A especificidade do mercado regional torna a Madeira mais vulnerável às mudanças do mercado, pela sua condição geográfica e a dependência face à acessibilidade aérea, o que se reflete na menor capacidade de resposta às mudanças do setor dada a dimensão do mercado. As características do mercado turístico regional são identificáveis por Richard Butler (1980) no modelo de ciclo turístico, como um destino em estagnação, o que requer uma reestruturação das estratégias e políticas turísticas no intuito de inverter essa tendência. Nesse sentido a renovação do POT para a Região será fundamental na implementação de estratégias de angariação de novos mercados turísticos e no desenvolvimento da possibilidade de oferecer ao visitante uma maior oferta de experiências.

Tendo em conta os resultados obtidos no inquérito realizado, a implementação de um hotel low-cost na Madeira, que ofereça menos serviços e facilidades ao clientepor valores similares aos já praticados pelas unidades hoteleiras existentes de igual categoria, não seria viável. A análise dos dados do presente estudo comprovou que os clientes apenas abdicariam de alguns serviços prestados tradicionalmente por reduções de preços muito significativas. Essas reduções nas tarifas seriam incomportáveis com a rentabilidade de uma futura unidade hoteleira low-cost.

É possível sugerir que o cliente vê satisfeitas e superadas as suas expectativas, em relação ao bem adquirido relativamente ao preço e que muito dificilmente uma unidade hoteleira low-cost poderia oferecer um "package" mais atrativo que pudesse concorrer atualmente com as unidades hoteleiras existentes na mesma categoria.
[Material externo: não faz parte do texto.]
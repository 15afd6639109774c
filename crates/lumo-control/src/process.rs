//! 外部进程会话
//!
//! 启动前让出两只手臂的串口，进程退出后（正常结束、崩溃或被停止）
//! 由独立的监视线程恢复监视器。输出按行收集到固定容量的环形缓冲区。

use crate::error::ControlError;
use crate::handoff::ArmHandoff;
use crate::lerobot::LerobotCommand;
use parking_lot::Mutex;
use serde::Serialize;
use std::collections::VecDeque;
use std::io::{BufRead, BufReader, Read};
use std::process::{Child, ExitStatus, Stdio};
use std::sync::Arc;
use std::thread::{self, JoinHandle};
use std::time::{Duration, Instant};
use tracing::{debug, error, info, warn};

/// 输出缓冲行数
pub const LOG_CAPACITY: usize = 50;
/// `status()` 返回的最近行数
pub const STATUS_TAIL: usize = 20;
/// SIGINT 后等待退出的最长时间
pub const STOP_TIMEOUT: Duration = Duration::from_secs(5);

const WATCH_INTERVAL: Duration = Duration::from_millis(100);
const STOP_POLL: Duration = Duration::from_millis(50);

/// 进程状态
#[derive(Debug, Clone, PartialEq, Eq, Serialize)]
pub struct ProcessStatus {
    pub running: bool,
    /// 仅运行中时有值
    pub pid: Option<u32>,
    /// 退出码；被信号终止时为负的信号编号
    pub return_code: Option<i32>,
    pub log: Vec<String>,
    pub last_line: String,
}

struct Session {
    child: Child,
    pid: u32,
    exit: Option<ExitStatus>,
}

impl Session {
    /// 非阻塞地查询退出状态
    fn poll_exit(&mut self) -> Option<ExitStatus> {
        if self.exit.is_none() {
            match self.child.try_wait() {
                Ok(status) => self.exit = status,
                Err(e) => warn!("Failed to poll process {}: {}", self.pid, e),
            }
        }
        self.exit
    }
}

struct Shared {
    name: String,
    session: Mutex<Option<Session>>,
    log: Mutex<VecDeque<String>>,
}

impl Shared {
    fn push_line(&self, line: String) {
        let mut log = self.log.lock();
        if log.len() == LOG_CAPACITY {
            log.pop_front();
        }
        log.push_back(line);
    }
}

/// 受管理的外部进程
///
/// 同一时间最多运行一个子进程；再次 `start()` 会先停止旧进程。
pub struct ManagedProcess {
    shared: Arc<Shared>,
    watcher: Mutex<Option<JoinHandle<()>>>,
}

impl ManagedProcess {
    pub fn new(name: impl Into<String>) -> Self {
        Self {
            shared: Arc::new(Shared {
                name: name.into(),
                session: Mutex::new(None),
                log: Mutex::new(VecDeque::with_capacity(LOG_CAPACITY)),
            }),
            watcher: Mutex::new(None),
        }
    }

    pub fn name(&self) -> &str {
        &self.shared.name
    }

    /// 启动进程，返回 PID
    ///
    /// 顺序：停止旧进程并等待其监视线程恢复手臂 → `pause_all()` → 启动子进程。
    /// 启动失败时立即 `resume_all()`。
    pub fn start(
        &self,
        command: &LerobotCommand,
        handoff: Arc<dyn ArmHandoff>,
    ) -> Result<u32, ControlError> {
        self.stop()?;
        if let Some(handle) = self.watcher.lock().take()
            && handle.join().is_err()
        {
            error!("[{}] Exit watcher panicked", self.shared.name);
        }

        self.shared.log.lock().clear();
        handoff.pause_all();

        let mut child = match command
            .to_command()
            .stdin(Stdio::null())
            .stdout(Stdio::piped())
            .stderr(Stdio::piped())
            .spawn()
        {
            Ok(child) => child,
            Err(e) => {
                error!("[{}] Start failed: {}", self.shared.name, e);
                self.shared.push_line(format!("ERROR: {e}"));
                handoff.resume_all();
                return Err(ControlError::Spawn {
                    program: command.program().display().to_string(),
                    source: e,
                });
            },
        };

        let pid = child.id();
        if let Some(stdout) = child.stdout.take() {
            self.spawn_drain(stdout);
        }
        if let Some(stderr) = child.stderr.take() {
            self.spawn_drain(stderr);
        }
        *self.shared.session.lock() = Some(Session {
            child,
            pid,
            exit: None,
        });

        let shared = self.shared.clone();
        let watcher_handoff = handoff.clone();
        let watcher = thread::Builder::new()
            .name(format!("lumo-{}-watch", self.shared.name))
            .spawn(move || watch_exit(shared, watcher_handoff));
        match watcher {
            Ok(handle) => *self.watcher.lock() = Some(handle),
            Err(e) => {
                // 无监视线程时停止子进程并立即恢复手臂
                error!("[{}] Failed to spawn exit watcher: {}", self.shared.name, e);
                let stopped = self.stop();
                handoff.resume_all();
                stopped?;
                return Err(ControlError::Io(e));
            },
        }

        info!("[{}] Started PID={} ({})", self.shared.name, pid, command);
        Ok(pid)
    }

    fn spawn_drain<R: Read + Send + 'static>(&self, stream: R) {
        let shared = self.shared.clone();
        let result = thread::Builder::new()
            .name(format!("lumo-{}-log", self.shared.name))
            .spawn(move || {
                for line in BufReader::new(stream).lines() {
                    match line {
                        Ok(line) => shared.push_line(line.trim_end().to_string()),
                        Err(e) => {
                            debug!("[{}] Output stream closed: {}", shared.name, e);
                            break;
                        },
                    }
                }
            });
        if let Err(e) = result {
            warn!("[{}] Failed to spawn output reader: {}", self.shared.name, e);
        }
    }

    /// 是否有子进程在运行
    pub fn running(&self) -> bool {
        self.shared
            .session
            .lock()
            .as_mut()
            .is_some_and(|s| s.poll_exit().is_none())
    }

    /// 停止子进程
    ///
    /// 先发送 SIGINT，等待至多 5 秒，仍未退出则强制结束。未运行时为空操作。
    pub fn stop(&self) -> Result<(), ControlError> {
        let pid = match self.shared.session.lock().as_mut() {
            Some(session) => {
                if session.poll_exit().is_some() {
                    return Ok(());
                }
                session.pid
            },
            None => return Ok(()),
        };

        interrupt(pid)?;
        let deadline = Instant::now() + STOP_TIMEOUT;
        while Instant::now() < deadline {
            if !self.running() {
                info!("[{}] Stopped", self.shared.name);
                return Ok(());
            }
            thread::sleep(STOP_POLL);
        }

        warn!(
            "[{}] PID={} ignored SIGINT for {:?}, killing",
            self.shared.name, pid, STOP_TIMEOUT
        );
        let mut guard = self.shared.session.lock();
        if let Some(session) = guard.as_mut()
            && session.poll_exit().is_none()
        {
            session.child.kill()?;
            session.exit = Some(session.child.wait()?);
        }
        info!("[{}] Killed", self.shared.name);
        Ok(())
    }

    /// 运行状态与最近输出
    pub fn status(&self) -> ProcessStatus {
        let (running, pid, return_code) = match self.shared.session.lock().as_mut() {
            Some(session) => {
                let exit = session.poll_exit();
                let running = exit.is_none();
                (running, running.then_some(session.pid), exit.and_then(exit_code))
            },
            None => (false, None, None),
        };

        let log = self.shared.log.lock();
        let tail: Vec<String> = log.iter().skip(log.len().saturating_sub(STATUS_TAIL)).cloned().collect();
        drop(log);
        ProcessStatus {
            running,
            pid,
            return_code,
            last_line: tail.last().cloned().unwrap_or_default(),
            log: tail,
        }
    }

    /// 等待子进程退出且手臂已恢复监视
    pub fn wait(&self) {
        if let Some(handle) = self.watcher.lock().take()
            && handle.join().is_err()
        {
            error!("[{}] Exit watcher panicked", self.shared.name);
        }
    }
}

impl Drop for ManagedProcess {
    fn drop(&mut self) {
        if let Err(e) = self.stop() {
            warn!("[{}] Failed to stop on drop: {}", self.shared.name, e);
        }
        self.wait();
    }
}

/// 轮询子进程直到退出，然后恢复手臂
fn watch_exit(shared: Arc<Shared>, handoff: Arc<dyn ArmHandoff>) {
    loop {
        thread::sleep(WATCH_INTERVAL);
        let mut guard = shared.session.lock();
        let Some(session) = guard.as_mut() else {
            break;
        };
        if let Some(status) = session.poll_exit() {
            info!("[{}] PID={} exited ({})", shared.name, session.pid, status);
            break;
        }
    }
    handoff.resume_all();
    debug!("[{}] Arms handed back to monitors", shared.name);
}

#[cfg(unix)]
fn interrupt(pid: u32) -> Result<(), ControlError> {
    use nix::sys::signal::{Signal, kill};
    use nix::unistd::Pid;

    let raw = i32::try_from(pid).map_err(|_| ControlError::Signal {
        pid,
        message: "pid out of range".to_string(),
    })?;
    match kill(Pid::from_raw(raw), Signal::SIGINT) {
        Ok(()) => Ok(()),
        // 已退出但尚未回收
        Err(nix::errno::Errno::ESRCH) => Ok(()),
        Err(e) => Err(ControlError::Signal {
            pid,
            message: e.to_string(),
        }),
    }
}

#[cfg(not(unix))]
fn interrupt(_pid: u32) -> Result<(), ControlError> {
    // 没有 SIGINT，等待超时后强制结束
    Ok(())
}

#[cfg(unix)]
fn exit_code(status: ExitStatus) -> Option<i32> {
    use std::os::unix::process::ExitStatusExt;
    status.code().or_else(|| status.signal().map(|signal| -signal))
}

#[cfg(not(unix))]
fn exit_code(status: ExitStatus) -> Option<i32> {
    status.code()
}

#[cfg(all(test, unix))]
mod tests {
    use super::*;
    use std::sync::atomic::{AtomicUsize, Ordering};

    #[derive(Default)]
    struct RecordingHandoff {
        events: Mutex<Vec<&'static str>>,
        resumes: AtomicUsize,
    }

    impl ArmHandoff for RecordingHandoff {
        fn pause_all(&self) {
            self.events.lock().push("pause");
        }

        fn resume_all(&self) {
            self.events.lock().push("resume");
            self.resumes.fetch_add(1, Ordering::SeqCst);
        }
    }

    fn shell(script: &str) -> LerobotCommand {
        LerobotCommand::custom("/bin/sh", ["-c", script])
    }

    fn wait_for(mut cond: impl FnMut() -> bool) -> bool {
        let deadline = Instant::now() + Duration::from_secs(5);
        while Instant::now() < deadline {
            if cond() {
                return true;
            }
            thread::sleep(Duration::from_millis(10));
        }
        cond()
    }

    #[test]
    fn test_exit_resumes_arms_and_keeps_output() {
        let handoff = Arc::new(RecordingHandoff::default());
        let process = ManagedProcess::new("teleop");

        let pid = process
            .start(&shell("echo first; echo second 1>&2; exit 3"), handoff.clone())
            .unwrap();
        assert!(pid > 0);
        process.wait();

        assert_eq!(*handoff.events.lock(), vec!["pause", "resume"]);
        let status = process.status();
        assert!(!status.running);
        assert_eq!(status.pid, None);
        assert_eq!(status.return_code, Some(3));
        assert!(wait_for(|| process.status().log.len() == 2));
        let status = process.status();
        assert!(status.log.contains(&"first".to_string()));
        assert!(status.log.contains(&"second".to_string()));
    }

    #[test]
    fn test_spawn_failure_resumes_immediately() {
        let handoff = Arc::new(RecordingHandoff::default());
        let process = ManagedProcess::new("record");

        let result = process.start(
            &LerobotCommand::custom("/nonexistent/lerobot-record", Vec::<String>::new()),
            handoff.clone(),
        );
        assert!(matches!(result, Err(ControlError::Spawn { .. })));
        assert_eq!(*handoff.events.lock(), vec!["pause", "resume"]);
        let status = process.status();
        assert!(!status.running);
        assert!(status.last_line.starts_with("ERROR:"));
    }

    #[test]
    fn test_log_ring_keeps_last_lines() {
        let handoff = Arc::new(RecordingHandoff::default());
        let process = ManagedProcess::new("teleop");
        process
            .start(&shell("i=0; while [ $i -lt 60 ]; do echo line$i; i=$((i+1)); done"), handoff)
            .unwrap();
        process.wait();

        assert!(wait_for(|| process.status().last_line == "line59"));
        let status = process.status();
        assert_eq!(status.log.len(), STATUS_TAIL);
        assert_eq!(status.log.first().map(String::as_str), Some("line40"));
        assert_eq!(process.shared.log.lock().len(), LOG_CAPACITY);
    }

    #[test]
    fn test_stop_interrupts_running_process() {
        let handoff = Arc::new(RecordingHandoff::default());
        let process = ManagedProcess::new("teleop");
        process.start(&shell("exec sleep 30"), handoff.clone()).unwrap();
        assert!(process.running());
        assert!(process.status().pid.is_some());

        process.stop().unwrap();
        assert!(!process.running());
        assert_eq!(process.status().return_code, Some(-2));
        assert!(wait_for(|| handoff.resumes.load(Ordering::SeqCst) == 1));
    }

    #[test]
    fn test_stop_kills_process_ignoring_sigint() {
        let handoff = Arc::new(RecordingHandoff::default());
        let process = ManagedProcess::new("record");
        process
            .start(&shell("trap '' INT; echo ready; exec sleep 30"), handoff.clone())
            .unwrap();
        assert!(wait_for(|| process.status().last_line == "ready"));

        let started = Instant::now();
        process.stop().unwrap();
        assert!(started.elapsed() >= STOP_TIMEOUT);
        assert!(!process.running());
        assert_eq!(process.status().return_code, Some(-9));
    }

    #[test]
    fn test_restart_stops_previous_and_resumes_before_pausing_again() {
        let handoff = Arc::new(RecordingHandoff::default());
        let process = ManagedProcess::new("teleop");
        process.start(&shell("exec sleep 30"), handoff.clone()).unwrap();
        process.start(&shell("exit 0"), handoff.clone()).unwrap();
        process.wait();

        assert_eq!(
            *handoff.events.lock(),
            vec!["pause", "resume", "pause", "resume"]
        );
    }

    #[test]
    fn test_stop_after_exit_keeps_return_code() {
        let handoff = Arc::new(RecordingHandoff::default());
        let process = ManagedProcess::new("teleop");
        process.start(&shell("exit 3"), handoff.clone()).unwrap();
        process.wait();

        process.stop().unwrap();
        assert_eq!(process.status().return_code, Some(3));
        assert_eq!(handoff.resumes.load(Ordering::SeqCst), 1);
    }

    #[test]
    fn test_stop_when_idle_is_noop() {
        let process = ManagedProcess::new("teleop");
        process.stop().unwrap();
        let status = process.status();
        assert!(!status.running);
        assert_eq!(status.return_code, None);
        assert_eq!(status.last_line, "");
    }
}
Uma alternativa à redução de tarifas, reside na diferenciação e na seleção dos mercados a atingir o que permite em teoria evitar as guerras de preços com mercados concorrentes. Esta estratégia permite enfrentar a concorrência em posição preferencial obtendo vantagens e resultados em nichos específicos, evitando entrar numa espiral de descida de preços. Dada a elevada probabilidade de reduções futuras de preços, urge estudar e aplicar medidas que permitam manter contante o nível médio de despesa no destino, através da deslocação de despesa do item alojamento para outros serviços (ex. acesso a bens culturais, desporto, gastronomia, etc).

Importa referir que qualquer conclusão retirada do presente estudo não poderá nem deverá ser considerada como definitiva para o futuro, sendo esta apenas uma primeira abordagem a um segmento recente em Portugal (e ainda mais na Madeira) pelo menos no setor da hotelaria.